A principle design guideline in .NET is that of isolated components (or assemblies). Isolating an assembly means that an assembly can only be accessed by one application—it is not shared by multiple applications on the machine and cannot be affected by changes made to the system by other applications. Isolation gives a developer absolute control over the code that is used by his application. Isolated, or application-private, assemblies are the default in .NET applications. The trend toward isolated components started in Microsoft Windows 2000 with the introduction of the .local file. This file was used to cause both the OS Loader and COM to look in the application directory first when trying to locate the requested component. (See the related article in the MSDN Library, Implementing Side-by-Side Component Sharing in Applications.)

However, there are cases where sharing an assembly between applications is necessary. It clearly wouldn't make sense for every application to carry its own copy of System.Windowns.Forms, System.Web or a common Web Forms control.

In .NET, sharing code between applications is an explicit decision. Assemblies that are shared have some additional requirements. Specifically, shared assemblies should support side by side so multiple versions of the same assembly can be installed and run on the same machine, or even within the same process, at the same time. In addition, shared assemblies have stricter naming requirements. For example, an assembly that is shared must have a name that is globally unique.

The need for both isolation and sharing leads us to think of two "kinds" of assemblies. This is a rather loose categorization in that there are no real structural differences between the two, but rather the difference is in how they will be used: whether private to one application or shared among many.
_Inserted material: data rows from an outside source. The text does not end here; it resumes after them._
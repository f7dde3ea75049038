//! Error taxonomy for provisioning and verification runs.

use thiserror::Error;

/// Why a sanity check rejected a table.
#[derive(Debug, Clone, PartialEq, Eq, Error)]
pub enum SanityFailure {
    /// The aggregate query returned fewer qualifying rows than required.
    #[error(
        "Sanity check failed: only found {observed} / {expected} expected results in table {table}"
    )]
    InsufficientRows {
        /// Table that was checked.
        table: String,
        /// Rows returned by the aggregate query.
        observed: u64,
        /// `min_total_results` for the task.
        expected: u64,
    },
    /// More sentinel ids under-returned than the failure threshold tolerates.
    #[error(
        "Sanity check failed: {failures} ids in {table} failed to return sufficient results \
         (threshold {threshold}, sampled {sampled})"
    )]
    SampledIdsShort {
        /// Table that was checked.
        table: String,
        /// Number of sentinel ids that returned fewer than `result_length` rows.
        failures: u64,
        /// `failure_threshold` for the task.
        threshold: u64,
        /// Number of sentinel ids sampled.
        sampled: u64,
    },
}

/// Errors raised by a task run. None of them are retried internally.
#[derive(Debug, Error)]
pub enum TaskError {
    /// The backend connect call failed.
    #[error("Unable to connect to database {dbname}")]
    Connection {
        /// Target database name.
        dbname: String,
        /// Flattened driver message.
        detail: String,
    },

    /// A required connection key is absent from the backend namespace.
    #[error("missing configuration key {namespace}.{key}")]
    MissingConfig {
        /// Backend namespace (`postgres` or `mysql`).
        namespace: &'static str,
        /// The absent key.
        key: &'static str,
    },

    /// The task definition is malformed.
    #[error("invalid task definition: {0}")]
    InvalidTask(String),

    /// The database rejected the DDL statement.
    #[error("table creation failed for `{statement}`: {detail}")]
    TableCreation {
        /// The statement that was rejected.
        statement: String,
        /// Flattened driver message.
        detail: String,
    },

    /// A verification query failed at the driver.
    #[error("query failed for `{statement}`: {detail}")]
    Query {
        /// The statement that failed.
        statement: String,
        /// Flattened driver message.
        detail: String,
    },

    /// The table did not pass verification.
    #[error(transparent)]
    SanityCheck(#[from] SanityFailure),

    /// The completion-token store failed.
    #[error("completion token {token}: {detail}")]
    Token {
        /// Token path.
        token: String,
        /// Flattened store message.
        detail: String,
    },
}

#[cfg(test)]
mod tests {
    use super::*;

    #[test]
    fn connection_error_names_database_only() {
        let err = TaskError::Connection {
            dbname: "warehouse".into(),
            detail: "pool timed out while waiting for an open connection".into(),
        };
        assert_eq!(err.to_string(), "Unable to connect to database warehouse");
    }

    #[test]
    fn insufficient_rows_message_reports_counts_and_table() {
        let err = TaskError::from(SanityFailure::InsufficientRows {
            table: "events".into(),
            observed: 3,
            expected: 100,
        });
        assert_eq!(
            err.to_string(),
            "Sanity check failed: only found 3 / 100 expected results in table events"
        );
    }

    #[test]
    fn sampled_ids_message_reports_tally() {
        let failure = SanityFailure::SampledIdsShort {
            table: "events".into(),
            failures: 3,
            threshold: 2,
            sampled: 4,
        };
        let msg = failure.to_string();
        assert!(msg.starts_with("Sanity check failed: 3 ids in events"));
        assert!(msg.contains("threshold 2"));
    }
}
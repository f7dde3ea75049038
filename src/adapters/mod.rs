//! Port implementations: live drivers plus cassette recording and replay.

pub mod live;
pub mod recording;
pub mod replaying;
Application-Private Assemblies

An application-private assembly is an assembly that is only visible to one application. We expect this to be the most common case in .NET. The naming requirements for private assemblies are simple: The assembly names must only be unique within the application. There is no need for a globally unique name. Keeping the names unique isn't a problem because the application developer has complete control over which assemblies are isolated to the application.

Application-private assemblies are deployed within the directory structure of the application in which they are used. Private assemblies can be placed directly in the application directory, or in a subdirectory thereof. The CLR finds these assemblies through a process called probing. Probing is simply a mapping of the assembly name to the name of the file that contains the manifest.

Specifically, the CLR takes the name of the assembly recorded in the assembly reference, appends ".dll" and looks for that file in the application directory. There are a few variants on this scheme where the Runtime will look in subdirectories named by the assembly or in subdirectories named by the culture of the assembly. For example, a developer may choose to deploy the assembly containing resources localized to German in a subdirectory called "de" and to Spanish in a directory called "es." (See the .NET Framework SDK Guide for details.)

As just described, each assembly manifest includes version information about its dependencies. This version information is not enforced for private assemblies because the developer has complete control over the assemblies that are deployed to the application directory.

Shared Assemblies

The .NET Framework also supports the concept of a shared assembly. A shared assembly is one that is used by multiple applications on the machine. With .NET, sharing code between applications is an explicit decision. Shared assemblies have some additional requirements aimed at avoiding the sharing problems we experience today. In addition to the support for side by side describe earlier, shared assemblies have much more stringent naming requirements. For example, a shared assembly must have a name that is globally unique. Also, the system must provide for "protection of the name"—that is, preventing someone from reusing another's assembly name. For example, say you're a vendor of a grid control and you've released version 1 of your assembly. As an author you need assurance that no one else can release an assembly claiming to be version 2 or your grid control. The .NET Framework supports these naming requirements through a technique called strong names (described in detail in the next section).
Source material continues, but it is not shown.